From the point of view of ‘everyday’
motoring, electric propulsion came to a sputtering end around
1915. Its dimming light was due to many factors, including the
invention of the electric “self-starter” by Charles
Kettering in 1912, making it easy to start petrol engined cars
– before then it was a matter of standing in the rain and
cranking the handle at the front of the car.
Another factor was the improvement in the
American road system, so the public was driving further, and
electric cars had a limited range. By that stage, the petrol
engined vehicles were also appreciably faster than the shorter
range electric cars, so people could get to their destinations
in a shorter time too.
The price of gasoline went down as well when
oil was discovered in Texas, so people could also afford to
drive further.
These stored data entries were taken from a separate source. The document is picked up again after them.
//! Build a runnable simulator from a validated scenario.

use crate::schema::{BatteryDef, LoadDef, OptionsDef, Scenario};
use crate::validate::validate_scenario;
use crate::ProjectResult;
use cs_core::units::{amp_hours, amps, ohms, volts};
use cs_models::{
    Alkaline, AlkalineParams, BatteryModel, ConstantCurrentLoad, ConstantPowerLoad,
    DischargeCurve, LoadModel, ResistorLoad,
};
use cs_sim::{SimOptions, SimOutcome, Simulator};

/// Simulator with models chosen at runtime by the scenario.
pub type DynSimulator = Simulator<Box<dyn BatteryModel>, Box<dyn LoadModel>>;

/// A scenario ready to run.
pub struct CompiledScenario {
    pub name: String,
    pub simulator: DynSimulator,
    pub options: SimOptions,
}

impl CompiledScenario {
    pub fn run(&mut self) -> ProjectResult<SimOutcome> {
        Ok(self.simulator.run_detailed(&self.options)?)
    }
}

pub fn compile_scenario(scenario: &Scenario) -> ProjectResult<CompiledScenario> {
    validate_scenario(scenario)?;
    let battery = compile_battery(&scenario.battery)?;
    let load = compile_load(&scenario.load)?;
    let options = compile_options(&scenario.options);
    tracing::debug!(
        scenario = %scenario.name,
        battery = battery.name(),
        load = load.name(),
        "compiled scenario"
    );
    Ok(CompiledScenario {
        name: scenario.name.clone(),
        simulator: Simulator::new(battery, load),
        options,
    })
}

/// Compile and run in one go.
pub fn run_scenario(scenario: &Scenario) -> ProjectResult<SimOutcome> {
    compile_scenario(scenario)?.run()
}

fn compile_battery(def: &BatteryDef) -> ProjectResult<Box<dyn BatteryModel>> {
    match def {
        BatteryDef::Alkaline {
            capacity_ah,
            reference_current_a,
            peukert_exponent,
            internal_resistance_ohm,
            resistance_growth_ohm,
            cutoff_v,
            initial_depth_of_discharge,
            curve,
        } => {
            let defaults = AlkalineParams::default();
            let curve = match curve {
                Some(points) => DischargeCurve::new(
                    points
                        .iter()
                        .map(|p| (p.depth_of_discharge, p.voltage_v))
                        .collect(),
                )?,
                None => defaults.curve.clone(),
            };
            let params = AlkalineParams {
                capacity: capacity_ah.map_or(defaults.capacity, amp_hours),
                reference_current: reference_current_a.map_or(defaults.reference_current, amps),
                peukert_exponent: peukert_exponent.unwrap_or(defaults.peukert_exponent),
                internal_resistance: internal_resistance_ohm
                    .map_or(defaults.internal_resistance, ohms),
                resistance_growth: resistance_growth_ohm.map_or(defaults.resistance_growth, ohms),
                cutoff_voltage: cutoff_v.map_or(defaults.cutoff_voltage, volts),
                initial_depth_of_discharge: initial_depth_of_discharge
                    .unwrap_or(defaults.initial_depth_of_discharge),
                curve,
            };
            let battery: Box<dyn BatteryModel> = Box::new(Alkaline::new(params)?);
            Ok(battery)
        }
    }
}

fn compile_load(def: &LoadDef) -> ProjectResult<Box<dyn LoadModel>> {
    let load: Box<dyn LoadModel> = match def {
        LoadDef::Resistor { ohms } => Box::new(ResistorLoad::new(*ohms)?),
        LoadDef::ConstantCurrent { amps } => Box::new(ConstantCurrentLoad::new(*amps)?),
        LoadDef::ConstantPower { watts } => Box::new(ConstantPowerLoad::new(*watts)?),
    };
    Ok(load)
}

fn compile_options(def: &OptionsDef) -> SimOptions {
    let defaults = SimOptions::default();
    SimOptions {
        dt: def.dt_s,
        max_time: def.max_time_s,
        max_steps: def.max_steps.unwrap_or(defaults.max_steps),
        record_every: def.record_every.unwrap_or(defaults.record_every),
        progress_every: defaults.progress_every,
    }
}

#[cfg(test)]
mod tests {
    use super::*;
    use crate::schema::CurvePointDef;

    fn scenario(load: LoadDef) -> Scenario {
        Scenario {
            version: 1,
            name: "unit".to_string(),
            battery: BatteryDef::alkaline(),
            load,
            options: OptionsDef {
                dt_s: 10.0,
                max_time_s: Some(100.0),
                max_steps: None,
                record_every: None,
            },
        }
    }

    #[test]
    fn compiles_each_load_kind() {
        for (load, name) in [
            (LoadDef::Resistor { ohms: 10.0 }, "resistor"),
            (LoadDef::ConstantCurrent { amps: 0.1 }, "constant-current"),
            (LoadDef::ConstantPower { watts: 0.2 }, "constant-power"),
        ] {
            let compiled = compile_scenario(&scenario(load)).unwrap();
            assert_eq!(compiled.simulator.load().name(), name);
            assert_eq!(compiled.simulator.battery().name(), "alkaline");
        }
    }

    #[test]
    fn options_map_onto_sim_options() {
        let compiled = compile_scenario(&scenario(LoadDef::Resistor { ohms: 10.0 })).unwrap();
        assert_eq!(compiled.options.dt, 10.0);
        assert_eq!(compiled.options.max_time, Some(100.0));
        assert_eq!(compiled.options.record_every, 1);
    }

    #[test]
    fn custom_curve_is_checked_by_the_model() {
        let mut s = scenario(LoadDef::Resistor { ohms: 10.0 });
        s.battery = BatteryDef::Alkaline {
            capacity_ah: None,
            reference_current_a: None,
            peukert_exponent: None,
            internal_resistance_ohm: None,
            resistance_growth_ohm: None,
            cutoff_v: None,
            initial_depth_of_discharge: None,
            // Voltage rises with depth
            curve: Some(vec![
                CurvePointDef {
                    depth_of_discharge: 0.0,
                    voltage_v: 1.2,
                },
                CurvePointDef {
                    depth_of_discharge: 1.0,
                    voltage_v: 1.5,
                },
            ]),
        };
        assert!(matches!(
            compile_scenario(&s),
            Err(crate::ProjectError::Model(_))
        ));
    }
}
The final nail in the electric cars’ coffins
was the ‘smarter’ use of technology by people such as Henry
Ford, who by using mass production techniques could produce a
petrol engined Ford for one third of the price of Baker’s hand
produced electric cars.
However, as pointed out earlier, electricity
is staging a comeback, and not just in the number of copper
wires that are needed to keep today’s cars functioning.
Electric vehicles are attacking world land speed records again,
and in 2004 the Ohio State University’s electric vehicle, the
“Buckeye Bullet”, with 12,000 batteries, broke the electric
vehicle land speed records, raising the bar to more than 300
miles per hour on the Bonneville Salt flats.
Like Arnie, electric cars are back!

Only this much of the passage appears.